WORK INSTRUCTIONS: Your output should be the lines from the start of the data through the line containing "repository 8ac26a535457b7ab", exactly and nothing more.

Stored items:
::::

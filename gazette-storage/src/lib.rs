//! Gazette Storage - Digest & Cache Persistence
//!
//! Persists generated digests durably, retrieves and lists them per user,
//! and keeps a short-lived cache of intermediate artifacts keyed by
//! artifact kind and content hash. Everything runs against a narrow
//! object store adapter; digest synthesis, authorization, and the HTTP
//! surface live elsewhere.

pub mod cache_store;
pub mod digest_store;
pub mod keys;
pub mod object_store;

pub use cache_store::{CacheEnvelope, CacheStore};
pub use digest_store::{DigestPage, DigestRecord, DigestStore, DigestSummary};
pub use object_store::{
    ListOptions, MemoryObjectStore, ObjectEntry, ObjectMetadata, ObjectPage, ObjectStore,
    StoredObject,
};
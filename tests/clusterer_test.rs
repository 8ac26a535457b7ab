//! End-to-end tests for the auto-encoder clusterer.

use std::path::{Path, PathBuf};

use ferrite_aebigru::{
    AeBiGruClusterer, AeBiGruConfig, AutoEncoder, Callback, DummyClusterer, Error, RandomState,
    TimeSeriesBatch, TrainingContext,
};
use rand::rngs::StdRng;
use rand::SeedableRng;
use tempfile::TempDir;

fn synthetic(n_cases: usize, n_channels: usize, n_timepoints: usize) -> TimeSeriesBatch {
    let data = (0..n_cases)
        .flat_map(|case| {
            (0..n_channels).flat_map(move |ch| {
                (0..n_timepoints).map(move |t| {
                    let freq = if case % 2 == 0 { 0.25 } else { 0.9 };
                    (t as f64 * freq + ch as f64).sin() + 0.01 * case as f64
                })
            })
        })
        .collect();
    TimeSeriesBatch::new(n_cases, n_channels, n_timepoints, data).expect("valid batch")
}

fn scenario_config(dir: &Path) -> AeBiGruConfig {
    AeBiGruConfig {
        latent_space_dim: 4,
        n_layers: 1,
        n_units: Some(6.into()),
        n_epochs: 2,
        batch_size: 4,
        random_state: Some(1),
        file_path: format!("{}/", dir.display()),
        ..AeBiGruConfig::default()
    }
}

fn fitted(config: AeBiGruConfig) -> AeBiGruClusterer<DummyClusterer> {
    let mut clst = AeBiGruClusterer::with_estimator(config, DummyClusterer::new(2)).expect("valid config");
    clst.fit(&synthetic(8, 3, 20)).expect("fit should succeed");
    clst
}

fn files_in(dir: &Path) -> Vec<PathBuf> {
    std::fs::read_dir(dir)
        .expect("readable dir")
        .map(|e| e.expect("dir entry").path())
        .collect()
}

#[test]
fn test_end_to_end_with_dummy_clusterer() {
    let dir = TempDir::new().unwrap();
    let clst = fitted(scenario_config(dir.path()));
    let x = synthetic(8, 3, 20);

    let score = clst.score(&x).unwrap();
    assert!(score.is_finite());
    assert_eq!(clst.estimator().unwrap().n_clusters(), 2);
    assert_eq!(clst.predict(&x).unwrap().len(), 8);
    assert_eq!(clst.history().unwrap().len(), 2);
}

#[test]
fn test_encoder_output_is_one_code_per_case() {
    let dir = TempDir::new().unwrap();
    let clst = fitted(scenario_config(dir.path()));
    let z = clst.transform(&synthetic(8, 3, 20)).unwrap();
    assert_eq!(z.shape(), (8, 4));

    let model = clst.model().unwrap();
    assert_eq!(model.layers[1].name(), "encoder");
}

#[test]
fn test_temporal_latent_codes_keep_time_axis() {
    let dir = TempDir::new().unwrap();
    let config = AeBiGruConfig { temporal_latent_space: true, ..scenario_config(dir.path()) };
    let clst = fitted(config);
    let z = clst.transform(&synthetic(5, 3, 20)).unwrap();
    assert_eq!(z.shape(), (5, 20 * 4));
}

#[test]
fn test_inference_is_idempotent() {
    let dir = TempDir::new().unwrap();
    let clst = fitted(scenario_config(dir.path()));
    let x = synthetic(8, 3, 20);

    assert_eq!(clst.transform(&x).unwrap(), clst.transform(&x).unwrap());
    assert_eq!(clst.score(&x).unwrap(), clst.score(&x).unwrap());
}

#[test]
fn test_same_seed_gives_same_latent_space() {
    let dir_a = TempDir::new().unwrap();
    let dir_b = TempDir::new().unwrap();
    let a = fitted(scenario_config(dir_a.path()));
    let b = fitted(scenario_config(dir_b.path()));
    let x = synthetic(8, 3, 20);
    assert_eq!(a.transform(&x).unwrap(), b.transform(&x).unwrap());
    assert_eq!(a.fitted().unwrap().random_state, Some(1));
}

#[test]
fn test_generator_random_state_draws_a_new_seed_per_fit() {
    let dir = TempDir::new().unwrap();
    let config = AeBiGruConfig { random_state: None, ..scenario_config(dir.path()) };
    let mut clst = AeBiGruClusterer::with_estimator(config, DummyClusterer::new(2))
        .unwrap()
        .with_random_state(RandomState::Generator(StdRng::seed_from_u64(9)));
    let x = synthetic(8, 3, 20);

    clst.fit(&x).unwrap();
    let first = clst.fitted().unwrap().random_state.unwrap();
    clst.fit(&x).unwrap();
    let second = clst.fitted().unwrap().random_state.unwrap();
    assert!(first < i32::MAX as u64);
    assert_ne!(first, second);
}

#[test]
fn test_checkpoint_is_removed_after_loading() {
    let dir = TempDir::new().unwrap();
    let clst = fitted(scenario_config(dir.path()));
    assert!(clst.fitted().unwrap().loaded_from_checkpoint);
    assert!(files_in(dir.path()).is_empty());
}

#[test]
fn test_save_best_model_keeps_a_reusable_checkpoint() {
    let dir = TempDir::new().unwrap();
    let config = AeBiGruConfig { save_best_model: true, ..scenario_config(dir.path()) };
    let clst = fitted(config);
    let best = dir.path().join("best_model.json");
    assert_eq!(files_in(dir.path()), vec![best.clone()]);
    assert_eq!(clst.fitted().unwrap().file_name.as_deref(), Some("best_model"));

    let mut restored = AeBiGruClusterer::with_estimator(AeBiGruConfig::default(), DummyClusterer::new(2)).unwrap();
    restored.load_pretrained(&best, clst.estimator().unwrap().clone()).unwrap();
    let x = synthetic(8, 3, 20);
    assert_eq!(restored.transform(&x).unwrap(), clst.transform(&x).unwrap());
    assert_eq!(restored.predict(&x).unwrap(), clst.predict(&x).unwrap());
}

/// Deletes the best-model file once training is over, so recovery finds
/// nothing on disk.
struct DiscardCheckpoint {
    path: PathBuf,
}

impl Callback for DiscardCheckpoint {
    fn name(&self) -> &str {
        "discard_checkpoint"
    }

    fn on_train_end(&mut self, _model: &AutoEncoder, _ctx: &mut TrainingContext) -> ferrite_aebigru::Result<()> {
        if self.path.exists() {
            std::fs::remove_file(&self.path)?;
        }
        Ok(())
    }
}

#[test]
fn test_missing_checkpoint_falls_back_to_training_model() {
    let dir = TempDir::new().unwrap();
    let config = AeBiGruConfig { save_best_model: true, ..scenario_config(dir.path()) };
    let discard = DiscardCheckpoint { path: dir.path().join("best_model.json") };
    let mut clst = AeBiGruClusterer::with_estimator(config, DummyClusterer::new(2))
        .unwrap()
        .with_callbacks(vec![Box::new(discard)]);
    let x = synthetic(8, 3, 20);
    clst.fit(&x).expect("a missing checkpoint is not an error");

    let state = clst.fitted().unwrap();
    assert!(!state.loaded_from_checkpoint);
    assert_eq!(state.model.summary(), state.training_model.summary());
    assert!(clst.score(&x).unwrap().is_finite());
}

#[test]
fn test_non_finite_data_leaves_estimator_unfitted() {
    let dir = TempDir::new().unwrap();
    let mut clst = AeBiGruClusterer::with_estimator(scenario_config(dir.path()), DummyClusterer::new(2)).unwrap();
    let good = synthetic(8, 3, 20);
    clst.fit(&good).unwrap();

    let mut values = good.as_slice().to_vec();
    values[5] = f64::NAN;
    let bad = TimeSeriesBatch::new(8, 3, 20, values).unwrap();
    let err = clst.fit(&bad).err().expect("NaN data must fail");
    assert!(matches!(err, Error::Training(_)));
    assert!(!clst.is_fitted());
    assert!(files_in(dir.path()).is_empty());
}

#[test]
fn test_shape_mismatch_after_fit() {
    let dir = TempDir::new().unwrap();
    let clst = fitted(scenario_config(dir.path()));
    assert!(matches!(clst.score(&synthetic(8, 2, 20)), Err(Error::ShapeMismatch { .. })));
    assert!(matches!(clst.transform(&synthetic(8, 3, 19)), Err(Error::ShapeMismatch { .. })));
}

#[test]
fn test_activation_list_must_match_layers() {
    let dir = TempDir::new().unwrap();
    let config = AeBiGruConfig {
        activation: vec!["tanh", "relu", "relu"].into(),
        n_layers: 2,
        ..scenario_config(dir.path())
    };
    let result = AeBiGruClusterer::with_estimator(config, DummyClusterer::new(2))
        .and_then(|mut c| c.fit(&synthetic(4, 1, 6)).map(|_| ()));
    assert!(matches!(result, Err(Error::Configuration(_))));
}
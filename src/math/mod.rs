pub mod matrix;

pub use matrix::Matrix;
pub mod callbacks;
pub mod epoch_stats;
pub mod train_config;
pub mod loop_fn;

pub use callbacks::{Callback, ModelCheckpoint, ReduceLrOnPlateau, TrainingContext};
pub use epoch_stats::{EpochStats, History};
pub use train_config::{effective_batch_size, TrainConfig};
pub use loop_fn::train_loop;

::::

WRITTEN RESPONSE:
filename gazette-storage/src/lib.rs
//! Gazette Storage - Digest & Cache Persistence
//!
//! Persists generated digests durably, retrieves and lists them per user,
//! and keeps a short-lived cache of intermediate artifacts keyed by
//! artifact kind and content hash. Everything runs against a narrow
//! object store adapter; digest synthesis, authorization, and the HTTP
//! surface live elsewhere.

pub mod cache_store;
pub mod digest_store;
pub mod keys;
pub mod object_store;

pub use cache_store::{CacheEnvelope, CacheStore};
pub use digest_store::{DigestPage, DigestRecord, DigestStore, DigestSummary};
pub use object_store::{
    ListOptions, MemoryObjectStore, ObjectEntry, ObjectMetadata, ObjectPage, ObjectStore,
    StoredObject,
};
filename tests/clusterer_test.rs
repository 8ac26a535457b7ab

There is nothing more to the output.